━━━ Data to use
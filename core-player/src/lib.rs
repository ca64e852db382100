//! # Player Core
//!
//! The player/queue subsystem of the streaming client: one controller owning
//! the play queue, the live audio session, and the transport state, kept in
//! sync with a polled playback position.
//!
//! ## Overview
//!
//! This crate provides:
//! - Transport commands (play single/queue, toggle, next/previous, seek, volume)
//! - Queue traversal with auto-advance on natural track completion
//! - Single-flight session management (at most one engine source holds device
//!   audio output; superseding a session releases the previous handle)
//! - Stale-callback protection: engine events from torn-down sessions are
//!   provably discarded
//! - A bounded autoplay-unlock replay (exactly one retry per session)
//! - A 100 ms position poller that suspends while the user drags a seek control
//!
//! ## Architecture
//!
//! `core-player` is platform-agnostic. The actual audio primitive is injected
//! as a [`bridge_traits::audio::AudioEngine`]; state changes are published on a
//! [`core_runtime::events::EventBus`] that host UIs subscribe to. The
//! controller is a plain synchronous struct: hosts put it behind a mutex and
//! feed engine events into [`PlayerController::handle_engine_event`], which
//! `core-service` wires up ready-made.
//!
//! ```text
//!  UI commands ──────────> PlayerController ──────> AudioEngine (host)
//!                            │        ▲                  │
//!               state events │        └── engine events ──┘
//!                            ▼
//!                         EventBus ──────> host UI
//!                            ▲
//!          PositionPoller ───┘  (100 ms position/duration samples)
//! ```
//!
//! ## Example
//!
//! ```ignore
//! use core_player::{PlayerController, PlayerConfig, TrackDescriptor};
//! use core_runtime::events::EventBus;
//!
//! let config = PlayerConfig::default();
//! let bus = EventBus::new(config.event_buffer_size);
//! let mut controller = PlayerController::new(engine, engine_events, bus.clone(), &config);
//!
//! let tracks = vec![
//!     TrackDescriptor::new("1", "First", "Artist", "https://media.example.com/1.mp3"),
//!     TrackDescriptor::new("2", "Second", "Artist", "https://media.example.com/2.mp3"),
//! ];
//! controller.play_queue(tracks, 0);
//! controller.next();
//! controller.toggle_play_pause();
//! ```

pub mod config;
pub mod controller;
pub mod error;
pub mod poller;
pub mod queue;
pub mod session;
pub mod types;

pub use config::{PlayerConfig, PlayerConfigBuilder};
pub use controller::PlayerController;
pub use error::{PlayerError, Result};
pub use poller::{PositionPoller, SeekDragState};
pub use queue::TrackQueue;
pub use session::{PlaybackSession, SessionId};
pub use types::{PlaybackProgress, PlaybackState, TrackDescriptor};
//! Workspace placeholder crate.
//!
//! This crate exists to expose shared feature flags that map to the individual
//! workspace crates (e.g., `core-service`, `core-player`). Host applications
//! can depend on `player-workspace` and enable the documented features without
//! needing to wire each crate individually.

#[cfg(feature = "player-only")]
pub use core_player as player;
#[cfg(feature = "service")]
pub use core_service as service;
━━━━━━
Your task - Scan the records above and report every line with the string "previous".

Answer box -
//! - Transport commands (play single/queue, toggle, next/previous, seek, volume)
//!   audio output; superseding a session releases the previous handle)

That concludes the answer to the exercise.